By William Olson
A recent run of statistics regarding Australia’s young people in the workforce, occurring prior to and during the COVID-19 pandemic, reveal an alarming trend towards record levels of unemployment and under-employment for men and women in that demographic.
And with that, it only highlights the growing inequality happening within the country.
Citing a current national average of 12 workers vying for every available job, the Australian Council of Trade Unions (ACTU) points out that the job market for the 15-to-24-year-old demographic is at a 42-year low since the Australian Bureau of Statistics (ABS) started tracking such data in 1978.
With regard to unemployment and under-employment figures for that demographic, 37.8 per cent of young workers are either out of work or looking for more hours at work, with many of them only clinging onto their jobs via the Morrison government’s JobKeeper scheme.

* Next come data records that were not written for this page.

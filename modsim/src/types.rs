/// Modbus unit identifier, just a type-safe wrapper around `u8`
#[derive(Clone, Copy, Debug, PartialEq, PartialOrd, Ord, Eq, Hash)]
#[cfg_attr(feature = "serialization", derive(serde::Serialize, serde::Deserialize))]
#[cfg_attr(feature = "serialization", serde(transparent))]
pub struct UnitId {
    /// underlying raw value
    pub value: u8,
}

/// Start and count tuple decoded from a read request
#[derive(Clone, Copy, Debug, PartialEq, Eq)]
pub struct AddressRange {
    /// Starting address of the range
    pub start: u16,
    /// Count of elements in the range
    pub count: u16,
}

/// Value and its address
#[derive(Clone, Copy, Debug, PartialEq, Eq)]
pub struct Indexed<T> {
    /// Address of the value
    pub index: u16,
    /// Associated value
    pub value: T,
}

impl UnitId {
    /// Create a new UnitId
    pub const fn new(value: u8) -> Self {
        Self { value }
    }

    /// Returns true if the address cannot be given to a slave on a serial line
    pub fn is_rtu_reserved(&self) -> bool {
        self.value == 0 || self.value > crate::constants::limits::MAX_UNIT_ID
    }
}

impl std::fmt::Display for UnitId {
    fn fmt(&self, f: &mut std::fmt::Formatter<'_>) -> std::fmt::Result {
        write!(f, "{:#04X}", self.value)
    }
}

impl AddressRange {
    /// Create a new address range
    pub const fn new(start: u16, count: u16) -> Self {
        Self { start, count }
    }

    /// One past the last address of the range, computed without overflow
    pub fn end(&self) -> u32 {
        u32::from(self.start) + u32::from(self.count)
    }
}

impl std::fmt::Display for AddressRange {
    fn fmt(&self, f: &mut std::fmt::Formatter<'_>) -> std::fmt::Result {
        write!(f, "start: {:#06X} qty: {}", self.start, self.count)
    }
}

impl<T> Indexed<T> {
    /// Create a new indexed value
    pub fn new(index: u16, value: T) -> Self {
        Indexed { index, value }
    }
}

impl std::fmt::Display for Indexed<bool> {
    fn fmt(&self, f: &mut std::fmt::Formatter<'_>) -> std::fmt::Result {
        let state = if self.value { "ON" } else { "OFF" };
        write!(f, "idx: {:#06X} value: {state}", self.index)
    }
}

impl std::fmt::Display for Indexed<u16> {
    fn fmt(&self, f: &mut std::fmt::Formatter<'_>) -> std::fmt::Result {
        write!(f, "idx: {:#06X} value: {:#06X}", self.index, self.value)
    }
}
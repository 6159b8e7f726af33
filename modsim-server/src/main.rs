//! Command-line Modbus RTU slave emulator

use std::path::PathBuf;
use std::time::Duration;

use clap::{Parser, ValueEnum};

use modsim::server::*;
use modsim::*;

mod config;

#[derive(Parser)]
#[command(name = "modsim-server")]
#[command(about = "Emulates the Modbus RTU slaves described in a YAML file")]
#[command(version)]
struct Cli {
    #[arg(short = 'c', long, default_value = "config.yaml", help = "Path to the YAML configuration")]
    config: PathBuf,

    #[arg(short = 'p', long, help = "Serial port, overrides the configured one")]
    port: Option<String>,

    #[arg(short = 'b', long, help = "Baud rate, overrides the configured one")]
    baud: Option<u32>,

    #[arg(long, default_value = "info", help = "Maximum log level (error, warn, info, debug, trace)")]
    log_level: tracing::Level,

    #[arg(long, value_enum, default_value_t = Decode::Nothing, help = "How much of each frame to log")]
    decode: Decode,

    #[arg(long, default_value_t = 500, help = "Milliseconds allowed for a multi-write frame to arrive")]
    frame_timeout: u64,
}

#[derive(Copy, Clone, Debug, PartialEq, Eq, ValueEnum)]
enum Decode {
    /// Log nothing about frames
    Nothing,
    /// Log function codes and frame headers
    Header,
    /// Log values and raw bytes
    Payload,
}

impl From<Decode> for DecodeLevel {
    fn from(from: Decode) -> Self {
        match from {
            Decode::Nothing => DecodeLevel::nothing(),
            Decode::Header => DecodeLevel::new(
                AppDecodeLevel::DataHeaders,
                FrameDecodeLevel::Header,
                PhysDecodeLevel::Nothing,
            ),
            Decode::Payload => DecodeLevel::new(
                AppDecodeLevel::DataValues,
                FrameDecodeLevel::Payload,
                PhysDecodeLevel::Length,
            ),
        }
    }
}

#[tokio::main]
async fn main() -> Result<(), Box<dyn std::error::Error>> {
    let cli = Cli::parse();

    // Initialize logging
    tracing_subscriber::fmt()
        .with_max_level(cli.log_level)
        .with_target(false)
        .init();

    run(cli).await.map_err(|err| {
        tracing::error!("{err}");
        err
    })
}

async fn run(cli: Cli) -> Result<(), Box<dyn std::error::Error>> {
    let config = config::Config::from_file(&cli.config)?;

    let port = cli
        .port
        .clone()
        .unwrap_or_else(|| config.connection().port.clone());
    let speed = cli.baud.unwrap_or(config.connection().speed);

    let (_, devices) = config.into_parts();
    println!(
        "Modbus bus on port {}, speed={}.\nActing as {} slaves.",
        port,
        speed,
        devices.len()
    );
    for device in &devices {
        tracing::info!(
            "slave {} ({}): {} registers",
            device.unit_id(),
            device.description(),
            device.store().len()
        );
    }

    let dispatcher = Dispatcher::new(devices)
        .with_decode_level(cli.decode.into())
        .with_frame_timeout(Duration::from_millis(cli.frame_timeout));

    let _server = spawn_rtu_server_task(
        &port,
        SerialSettings::with_baud_rate(speed),
        default_retry_strategy(),
        dispatcher,
        ServerOptions::default(),
    );

    println!("Press Ctrl+C to stop");
    tokio::signal::ctrl_c().await?;
    tracing::info!("stopping");

    Ok(())
}
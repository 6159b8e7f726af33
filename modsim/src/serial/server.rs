use std::time::Duration;

use crate::common::phys::PhysLayer;
use crate::error::Shutdown;
use crate::retry::RetryStrategy;
use crate::serial::SerialSettings;
use crate::server::task::{SessionError, SessionTask};

/// Keeps a serial port open for the lifetime of the server
pub(crate) struct RtuServerTask {
    pub(crate) port: String,
    pub(crate) retry: Box<dyn RetryStrategy>,
    pub(crate) settings: SerialSettings,
    pub(crate) session: SessionTask,
}

impl RtuServerTask {
    pub(crate) async fn run(&mut self) -> Shutdown {
        loop {
            let delay = match self.serve_once().await {
                Ok(delay) => delay,
                Err(Shutdown) => return Shutdown,
            };
            if let Err(Shutdown) = self.session.sleep_for(delay).await {
                return Shutdown;
            }
        }
    }

    /// Open the port and serve it until it fails, returning how long to wait before reopening
    async fn serve_once(&mut self) -> Result<Duration, Shutdown> {
        let serial = match crate::serial::open(&self.port, self.settings) {
            Ok(serial) => serial,
            Err(err) => {
                let delay = self.retry.after_failed_connect();
                tracing::warn!("unable to open serial port ({}), retrying in {:?}", err, delay);
                return Ok(delay);
            }
        };

        self.retry.reset();
        tracing::info!("opened port");

        let mut phys = PhysLayer::new_serial(serial);
        match self.session.run(&mut phys).await {
            SessionError::Shutdown => Err(Shutdown),
            SessionError::Io(err) => {
                // a port that fails right after opening is not retried immediately
                let delay = self.retry.after_disconnect();
                tracing::warn!("port closed: {}, reopening in {:?}", err, delay);
                Ok(delay)
            }
        }
    }
}
use std::time::Duration;

pub(crate) mod dispatch;
pub(crate) mod request;
pub(crate) mod response;
#[cfg(feature = "serial")]
pub(crate) mod task;

// re-export to the public API
pub use dispatch::*;

/// Default interval between checks of the receive buffer
pub const DEFAULT_POLL_INTERVAL: Duration = Duration::from_millis(10);

/// Options for the serial server task
#[derive(Copy, Clone, Debug, PartialEq, Eq)]
pub struct ServerOptions {
    /// Longest time the task waits for input before polling the dispatcher again
    ///
    /// Partially received frames can only expire when the dispatcher is polled.
    pub poll_interval: Duration,
}

impl Default for ServerOptions {
    fn default() -> Self {
        Self {
            poll_interval: DEFAULT_POLL_INTERVAL,
        }
    }
}

/// A handle to the server async task. The task is shutdown when the handle is dropped.
#[derive(Debug)]
pub struct ServerHandle {
    _tx: tokio::sync::mpsc::Sender<()>,
}

impl ServerHandle {
    /// Construct a [ServerHandle] from the sending half of the shutdown channel
    pub fn new(tx: tokio::sync::mpsc::Sender<()>) -> Self {
        ServerHandle { _tx: tx }
    }
}

#[cfg(feature = "serial")]
pub use rtu::*;

#[cfg(feature = "serial")]
mod rtu {
    use tracing::Instrument;

    use super::{ServerHandle, ServerOptions};
    use crate::retry::RetryStrategy;
    use crate::serial::server::RtuServerTask;
    use crate::serial::SerialSettings;
    use crate::server::task::SessionTask;
    use crate::server::Dispatcher;

    /// Spawns an RTU server task onto the runtime. This method can only
    /// be called from within the runtime context. Use [`create_rtu_server_task`]
    /// and then spawn it manually if using outside the Tokio runtime.
    ///
    /// The port is re-opened according to `retry` whenever it cannot be opened or fails.
    ///
    /// * `path` - Path to the serial device. Generally `/dev/tty0` on Linux and `COM1` on Windows.
    /// * `settings` - Serial port settings
    /// * `retry` - A boxed trait object that controls when the port is retried after a failure
    /// * `dispatcher` - The devices to emulate and their frame handling
    /// * `options` - Task options
    pub fn spawn_rtu_server_task(
        path: &str,
        settings: SerialSettings,
        retry: Box<dyn RetryStrategy>,
        dispatcher: Dispatcher,
        options: ServerOptions,
    ) -> ServerHandle {
        let (tx, rx) = tokio::sync::mpsc::channel(1);
        tokio::spawn(create_rtu_server_task(
            rx, path, settings, retry, dispatcher, options,
        ));
        ServerHandle::new(tx)
    }

    /// Creates an RTU server task that can then be spawned onto the runtime manually.
    /// Most users will prefer [`spawn_rtu_server_task`] unless they are using the library from
    /// outside the Tokio runtime and need to spawn it using a Runtime handle instead of the
    /// `tokio::spawn` function.
    ///
    /// The task stops once every sender of `rx` is dropped.
    pub fn create_rtu_server_task(
        rx: tokio::sync::mpsc::Receiver<()>,
        path: &str,
        settings: SerialSettings,
        retry: Box<dyn RetryStrategy>,
        dispatcher: Dispatcher,
        options: ServerOptions,
    ) -> impl std::future::Future<Output = ()> {
        let path = path.to_string();
        let devices = dispatcher.devices().len();
        let mut task = RtuServerTask {
            port: path.clone(),
            retry,
            settings,
            session: SessionTask::new(dispatcher, rx, options.poll_interval),
        };
        async move {
            tracing::info!("emulating {} device(s)", devices);
            task.run().await;
            tracing::info!("server shutdown");
        }
        .instrument(tracing::info_span!("Modbus-Server-RTU", "port" = ?path))
    }
}
//! Wire-level behavior of the dispatcher driven through the public API

use std::time::{Duration, Instant};

use modsim::device::*;
use modsim::server::*;
use modsim::{crc16, UnitId};

const READ_HOLDING_10: &[u8] = &[
    0x0A, // unit id
    0x03, // function code
    0x00, 0x0A, // starting address
    0x00, 0x01, // qty of registers
    0xA5, 0x73, // crc
];

const READ_HOLDING_10_RESPONSE: &[u8] = &[
    0x0A, // unit id
    0x03, // function code
    0x02, // byte count
    0x00, 0x7A, // value
    0x9C, 0x66, // crc
];

const WRITE_SINGLE_REGISTER: &[u8] = &[0x0A, 0x06, 0x00, 0x10, 0x12, 0x34, 0x84, 0x03];

const WRITE_MULTIPLE_REGISTERS: &[u8] = &[
    0x0A, // unit id
    0x10, // function code
    0x00, 0x00, // starting address
    0x00, 0x02, // qty of registers
    0x04, // byte count
    0x12, 0x34, 0x56, 0x78, // values
    0xAD, 0xBF, // crc
];

fn holding(location: u16, mode: ValueMode, min: u16, max: u16) -> RegisterDescriptor {
    RegisterDescriptor::new(location, RegisterKind::Holding, mode, min, max)
}

fn boiler() -> Dispatcher {
    Dispatcher::new(vec![Device::new(
        UnitId::new(10),
        "boiler",
        vec![holding(10, ValueMode::Fixed, 0, 122)],
    )])
}

fn owned(reply: Reply<'_>) -> Option<Vec<u8>> {
    reply.response().map(<[u8]>::to_vec)
}

#[test]
fn crc_matches_canonical_vector() {
    let crc = crc16(&[0x01, 0x03, 0x00, 0x00, 0x00, 0x0A]);
    assert_eq!(crc.to_le_bytes(), [0xC5, 0xCD]);
}

#[test]
fn short_buffers_are_left_alone() {
    for len in 0..8 {
        let mut dispatcher = boiler();
        dispatcher.feed(&READ_HOLDING_10[..len]);
        assert_eq!(dispatcher.poll_once(), Reply::NoFullPackage);
        assert_eq!(dispatcher.buffered_len(), len);
    }
}

#[test]
fn frames_for_other_slaves_are_ignored() {
    let mut request = READ_HOLDING_10.to_vec();
    request[0] = 0x0B;
    let mut dispatcher = boiler();
    dispatcher.feed(&request);
    assert_eq!(dispatcher.poll_once(), Reply::NoSlaveMatch);
    assert_eq!(dispatcher.poll_once(), Reply::NoFullPackage);
}

#[test]
fn leading_zeros_are_skipped_before_address_matching() {
    let mut dispatcher = boiler();
    dispatcher.feed(&[0x00, 0x00, 0x00]);
    dispatcher.feed(READ_HOLDING_10);
    assert_eq!(
        dispatcher.poll_once(),
        Reply::PackageOk(READ_HOLDING_10_RESPONSE)
    );
}

#[test]
fn corrupted_frames_are_not_answered() {
    for index in [6, 7] {
        let mut request = READ_HOLDING_10.to_vec();
        request[index] ^= 0x01;
        let mut dispatcher = boiler();
        dispatcher.feed(&request);
        assert_eq!(dispatcher.poll_once(), Reply::IncorrectCrc);
    }
}

#[test]
fn reads_fixed_holding_register() {
    let mut dispatcher = boiler();
    dispatcher.feed(READ_HOLDING_10);
    let response = owned(dispatcher.poll_once()).unwrap();
    assert_eq!(response, READ_HOLDING_10_RESPONSE);

    let (data, crc) = response.split_at(response.len() - 2);
    assert_eq!(crc, crc16(data).to_le_bytes());
}

#[test]
fn partially_configured_range_is_an_exception() {
    let mut dispatcher = boiler();
    dispatcher.feed(&[0x0A, 0x03, 0x00, 0x0A, 0x00, 0x02, 0xE5, 0x72]);
    assert_eq!(
        dispatcher.poll_once(),
        Reply::PackageOk(&[0x0A, 0x83, 0x02, 0xB1, 0x33])
    );
}

#[test]
fn zero_quantity_is_illegal_data_value() {
    let mut dispatcher = boiler();
    dispatcher.feed(&[0x0A, 0x03, 0x00, 0x0A, 0x00, 0x00, 0x64, 0xB3]);
    assert_eq!(
        dispatcher.poll_once(),
        Reply::PackageOk(&[0x0A, 0x83, 0x03, 0x70, 0xF3])
    );
}

#[test]
fn random_registers_cover_their_range() {
    let mut dispatcher = Dispatcher::new(vec![Device::new(
        UnitId::new(10),
        "noisy",
        vec![holding(10, ValueMode::Random, 1, 2)],
    )]);

    let mut seen = std::collections::BTreeSet::new();
    for _ in 0..100 {
        dispatcher.feed(READ_HOLDING_10);
        let response = owned(dispatcher.poll_once()).unwrap();
        let value = u16::from_be_bytes([response[3], response[4]]);
        assert!(value == 1 || value == 2, "unexpected value: {value}");
        seen.insert(value);
    }
    assert_eq!(seen.len(), 2);
}

#[test]
fn write_single_register_is_echoed_with_original_crc() {
    let mut dispatcher = boiler();
    dispatcher.feed(WRITE_SINGLE_REGISTER);
    assert_eq!(
        dispatcher.poll_once(),
        Reply::PackageOk(WRITE_SINGLE_REGISTER)
    );
}

#[test]
fn coils_are_packed_most_significant_bit_first() {
    let values = [1, 0, 1, 1, 0, 0, 0, 0, 1, 1];
    let coils = (0..).zip(values).map(|(location, value)| {
        RegisterDescriptor::new(location, RegisterKind::Coil, ValueMode::Fixed, 0, value)
    });
    let mut dispatcher = Dispatcher::new(vec![Device::new(
        UnitId::new(1),
        "relays",
        coils.collect(),
    )]);

    dispatcher.feed(&[0x01, 0x01, 0x00, 0x00, 0x00, 0x0A, 0xBC, 0x0D]);
    assert_eq!(
        dispatcher.poll_once(),
        Reply::PackageOk(&[0x01, 0x01, 0x02, 0xB0, 0xC0, 0xCC, 0x6C])
    );
}

#[test]
fn back_to_back_frames_need_one_poll_each() {
    let mut dispatcher = boiler();
    let mut data = READ_HOLDING_10.to_vec();
    data.extend_from_slice(WRITE_SINGLE_REGISTER);
    dispatcher.feed(&data);

    assert_eq!(
        owned(dispatcher.poll_once()),
        Some(READ_HOLDING_10_RESPONSE.to_vec())
    );
    assert_eq!(
        owned(dispatcher.poll_once()),
        Some(WRITE_SINGLE_REGISTER.to_vec())
    );
    assert_eq!(dispatcher.poll_once(), Reply::NoFullPackage);
}

#[test]
fn frames_split_across_feeds_are_assembled() {
    let mut dispatcher = boiler();
    for byte in &READ_HOLDING_10[..7] {
        dispatcher.feed(&[*byte]);
        assert_eq!(dispatcher.poll_once(), Reply::NoFullPackage);
    }
    dispatcher.feed(&READ_HOLDING_10[7..]);
    assert_eq!(
        dispatcher.poll_once(),
        Reply::PackageOk(READ_HOLDING_10_RESPONSE)
    );
}

#[test]
fn multi_write_is_assembled_then_refused() {
    let mut dispatcher = boiler();
    dispatcher.feed(&WRITE_MULTIPLE_REGISTERS[..9]);
    assert_eq!(dispatcher.poll_once(), Reply::NoFullPackage);
    dispatcher.feed(&WRITE_MULTIPLE_REGISTERS[9..]);
    assert_eq!(
        dispatcher.poll_once(),
        Reply::PackageOk(&[0x0A, 0x90, 0x01, 0xFC, 0x02])
    );
    assert_eq!(dispatcher.buffered_len(), 0);
}

#[test]
fn truncated_multi_write_expires_and_parsing_resumes() {
    let mut dispatcher = boiler().with_frame_timeout(Duration::from_millis(50));
    let start = Instant::now();

    dispatcher.feed(&WRITE_MULTIPLE_REGISTERS[..8]);
    assert_eq!(dispatcher.poll_at(start), Reply::NoFullPackage);
    assert_eq!(
        dispatcher.poll_at(start + Duration::from_millis(10)),
        Reply::NoFullPackage
    );
    assert_eq!(dispatcher.buffered_len(), 8);

    assert_eq!(
        dispatcher.poll_at(start + Duration::from_millis(60)),
        Reply::NoFullPackage
    );
    assert_eq!(dispatcher.buffered_len(), 0);

    dispatcher.feed(READ_HOLDING_10);
    assert_eq!(
        dispatcher.poll_at(start + Duration::from_millis(70)),
        Reply::PackageOk(READ_HOLDING_10_RESPONSE)
    );
}

#[test]
fn unknown_function_is_illegal_function() {
    let mut dispatcher = boiler();
    dispatcher.feed(&[0x0A, 0x2B, 0x0E, 0x01, 0x00, 0x00, 0x77, 0x9F]);
    assert_eq!(
        dispatcher.poll_once(),
        Reply::PackageOk(&[0x0A, 0xAB, 0x01, 0xEF, 0x32])
    );
}

fn field_unit() -> Dispatcher {
    Dispatcher::new(vec![Device::new(
        UnitId::new(7),
        "field unit",
        vec![
            RegisterDescriptor::new(0, RegisterKind::InputDiscrete, ValueMode::Fixed, 0, 1),
            RegisterDescriptor::new(1, RegisterKind::InputDiscrete, ValueMode::Fixed, 0, 0),
            RegisterDescriptor::new(2, RegisterKind::InputDiscrete, ValueMode::Fixed, 0, 1),
            RegisterDescriptor::new(20, RegisterKind::Input, ValueMode::Fixed, 0, 0x1234),
            RegisterDescriptor::new(21, RegisterKind::Input, ValueMode::ExternalRead, 0, 0),
        ],
    )])
}

#[test]
fn write_single_coil_is_echoed_with_original_crc() {
    let request = [0x07, 0x05, 0x00, 0x01, 0xFF, 0x00, 0xDD, 0x9C];
    let mut dispatcher = field_unit();
    dispatcher.feed(&request);
    assert_eq!(dispatcher.poll_once(), Reply::PackageOk(&request));
}

#[test]
fn reads_discrete_inputs() {
    let mut dispatcher = field_unit();
    dispatcher.feed(&[0x07, 0x02, 0x00, 0x00, 0x00, 0x03, 0x38, 0x6D]);
    assert_eq!(
        dispatcher.poll_once(),
        Reply::PackageOk(&[
            0x07, // unit id
            0x02, // function code
            0x01, // byte count
            0xA0, // packed inputs
            0xA1, 0x78, // crc
        ])
    );
}

#[test]
fn reads_input_registers_including_external_values() {
    let mut dispatcher = field_unit();
    dispatcher.feed(&[0x07, 0x04, 0x00, 0x14, 0x00, 0x02, 0x31, 0xA9]);
    assert_eq!(
        dispatcher.poll_once(),
        Reply::PackageOk(&[
            0x07, // unit id
            0x04, // function code
            0x04, // byte count
            0x12, 0x34, // fixed value
            0x00, 0x0B, // placeholder value
            0x98, 0xF5, // crc
        ])
    );
}

#[test]
fn register_count_above_protocol_limit_is_illegal_data_value() {
    let mut dispatcher = field_unit();
    // 126 registers would still fit the byte count but exceeds the read limit
    dispatcher.feed(&[0x07, 0x04, 0x00, 0x14, 0x00, 0x7E, 0x30, 0x48]);
    assert_eq!(
        dispatcher.poll_once(),
        Reply::PackageOk(&[0x07, 0x84, 0x03, 0xE3, 0x00])
    );
}
use std::time::Duration;

/// Controls how long the server waits before re-opening a serial port
pub trait RetryStrategy: Send {
    /// Reset internal state. Called when the port is opened
    fn reset(&mut self);
    /// Return the next delay before making another open attempt
    fn after_failed_connect(&mut self) -> Duration;
    /// Return the delay to wait after an open port fails before re-opening it
    fn after_disconnect(&mut self) -> Duration;
}

/// Return the default [`RetryStrategy`]: 1 second doubling up to 1 minute
pub fn default_retry_strategy() -> Box<dyn RetryStrategy> {
    doubling_retry_strategy(Duration::from_secs(1), Duration::from_secs(60))
}

/// Return a [`RetryStrategy`] that doubles on failure up to a maximum value
pub fn doubling_retry_strategy(min: Duration, max: Duration) -> Box<dyn RetryStrategy> {
    Box::new(Doubling::new(min, max))
}

/// Return a [`RetryStrategy`] that always waits the same amount of time
pub fn fixed_retry_strategy(delay: Duration) -> Box<dyn RetryStrategy> {
    Box::new(Doubling::new(delay, delay))
}

struct Doubling {
    min: Duration,
    max: Duration,
    current: Duration,
}

impl Doubling {
    fn new(min: Duration, max: Duration) -> Self {
        let max = max.max(min);
        Doubling {
            min,
            max,
            current: min,
        }
    }
}

impl RetryStrategy for Doubling {
    fn reset(&mut self) {
        self.current = self.min;
    }

    fn after_failed_connect(&mut self) -> Duration {
        let ret = self.current;
        self.current = self.current.saturating_mul(2).min(self.max);
        ret
    }

    fn after_disconnect(&mut self) -> Duration {
        self.min
    }
}
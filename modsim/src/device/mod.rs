use crate::common::frame::Frame;
use crate::decode::AppDecodeLevel;
use crate::error::{InternalError, NoSuchRegistry};
use crate::exception::ExceptionCode;
use crate::server::request::{max_read_count, Request, RequestDisplay};
use crate::server::response::Response;
use crate::types::{AddressRange, UnitId};

pub use register::*;
pub use source::*;
pub use store::*;

mod register;
mod source;
mod store;

/// A virtual slave on the bus
///
/// A device is immutable once built: every read resolves its values afresh from
/// the register map, so nothing a master sends can change what it reports.
pub struct Device {
    unit_id: UnitId,
    description: String,
    store: RegisterStore,
    source: Box<dyn ValueSource>,
}

impl std::fmt::Debug for Device {
    fn fmt(&self, f: &mut std::fmt::Formatter<'_>) -> std::fmt::Result {
        f.debug_struct("Device")
            .field("unit_id", &self.unit_id)
            .field("description", &self.description)
            .field("registers", &self.store.len())
            .finish()
    }
}

impl Device {
    /// Create a device whose externally sourced registers read from [`PlaceholderSource`]
    ///
    /// `registers` must be sorted by ascending location.
    pub fn new(
        unit_id: UnitId,
        description: impl Into<String>,
        registers: Vec<RegisterDescriptor>,
    ) -> Self {
        Self {
            unit_id,
            description: description.into(),
            store: RegisterStore::new(registers),
            source: Box::new(PlaceholderSource),
        }
    }

    /// Replace the source consulted for [`ValueMode::ExternalRead`] registers
    pub fn with_source(mut self, source: impl ValueSource + 'static) -> Self {
        self.source = Box::new(source);
        self
    }

    /// Address the device answers to
    pub fn unit_id(&self) -> UnitId {
        self.unit_id
    }

    /// Human readable description
    pub fn description(&self) -> &str {
        &self.description
    }

    /// The device's register map
    pub fn store(&self) -> &RegisterStore {
        &self.store
    }

    /// Resolve the current values of `count` registers of type `kind` starting at `start`
    pub fn read_values(
        &self,
        kind: RegisterKind,
        start: u16,
        count: u16,
    ) -> Result<Vec<u16>, NoSuchRegistry> {
        self.store.read_values(
            kind,
            AddressRange::new(start, count),
            self.unit_id,
            self.source.as_ref(),
        )
    }

    /// Decide how to answer a frame addressed to this device
    pub(crate) fn respond<'a>(
        &self,
        frame: &'a Frame,
        level: AppDecodeLevel,
    ) -> Result<Response<'a>, InternalError> {
        if frame.unit_id() != self.unit_id {
            return Err(InternalError::UnitIdMismatch(self.unit_id, frame.unit_id()));
        }

        let request = Request::parse(frame)?;

        if level.enabled() {
            tracing::info!("PDU RX - {}", RequestDisplay::new(level, &request));
        }

        let response = match request {
            Request::WriteSingleCoil(_) | Request::WriteSingleRegister(_) => {
                Response::Echo(frame.as_slice())
            }
            Request::Unsupported(function) => {
                tracing::debug!("unsupported function code: {:#04X}", function);
                Response::exception(function, ExceptionCode::IllegalFunction)
            }
            _ => match request.read_target() {
                Some((function, kind, range)) => {
                    if range.count == 0 || range.count > max_read_count(kind) {
                        tracing::debug!("illegal quantity for {}: {}", function, range.count);
                        return Ok(Response::exception(
                            function.get_value(),
                            ExceptionCode::IllegalDataValue,
                        ));
                    }
                    match self.read_values(kind, range.start, range.count) {
                        Ok(values) if kind.is_bit() => Response::Bits {
                            function,
                            start: range.start,
                            values,
                        },
                        Ok(values) => Response::Registers {
                            function,
                            start: range.start,
                            values,
                        },
                        Err(err) => {
                            tracing::debug!("device {}: {}", self.unit_id, err);
                            Response::exception(
                                function.get_value(),
                                ExceptionCode::IllegalDataAddress,
                            )
                        }
                    }
                }
                None => Response::exception(request.function(), ExceptionCode::IllegalFunction),
            },
        };

        Ok(response)
    }
}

“Young people are facing conditions that we haven’t seen since the 1970s. They need support from the Government to ensure that they come out of this pandemic with a job,” Michele O’Neil, the ACTU’s president, said when the ABS statistics were released.
“What they are getting instead is baseless assertions from the Morrison Government that they aren’t taking their opportunities. The data clearly shows these opportunities are a figment of the Government’s imagination,” she added.
O’Neil also implores those within the government to act on extending or increasing the JobKeeper and JobSeeker schemes before they are due to expire within the next three months.
“Cutting JobKeeper in September would be a catastrophe for the millions of Australian workers who are currently using it to pay their bills and rent,” said O’Neil.
“We need leadership and a plan for job creation from this Government, not a tired rerun of blaming unemployed young people for the fact they can’t find a job,” she added.
The ACTU also points out that a greater concentration of the unemployment and under-employment problem as it pertains to young workers lies in regional areas, such as in regional Queensland and regional Tasmania.
The ACTU, while foreshadowing an unveiling of its plan to inspire an employment revival in those areas next week, has also hit out at the government for not addressing the issue, nor for having a plan which inspires unemployment numbers to drop in those regions.
“Our message to Australians in regional Queensland and Tasmania is this: The Morrison government needs to step up and deliver a comprehensive plan to protect and create jobs. The Australian union movement has a comprehensive plan for jobs that will rebuild our economy in the aftermath of the pandemic and the government are welcome to use it as a starting point,” O’Neil has declared.
“If the Commonwealth government won’t provide leadership on this, Australian unions will,” she added.
Exploitation among international students is also ripe on top of the frustrations of young workers. A survey of over 5000 international students at the University of New South Wales and the University of Technology Sydney has come to the following conclusions surrounding wage theft and poor employment conditions and entitlements:
- Three out of every four students surveyed are being paid below the legal minimum wage, per the National Employment Standards set out by the Fair Work Commission;
- One of every four students surveyed are even being paid less than $12 per hour;
- During the pandemic, international students have had their superannuation stolen;
- These students have had to wait in long lines at food banks in order to survive;
- And two out of every three international students surveyed did not seek information or help at work, because of “visa concerns or fear of job loss”.
Tony Burke, in his role as shadow minister for industrial relations, says that the findings of the survey have an impact on all workers within Australia, and not just the demographic of younger workers.
“Exploitation of people on temporary visas puts downward pressure on wages of all workers in Australia. Just like temporary migrants, Australians are experiencing wage theft on a wide scale which makes the first recession in 29 years even more challenging for hard-working Australians and their families,” said Burke.
Kristina Keneally, the ALP’s deputy Senate leader and the shadow minister for immigration and citizenship, concurs with Burke and his views to interpret the study.
“When the coronavirus pandemic began, Scott Morrison said we were all in this in together but the experiences of international students in Australia paints a vastly different picture,” said Keneally.
“Unlike Scott Morrison, Labor will always speak out against the exploitation of workers – including the exploitation of international students – expose it and organise against it,” she added.
That sense of determination from the opposition can only help in arresting the inequalities of younger workers and international students. Now to get assistance of effort from others of similar interests.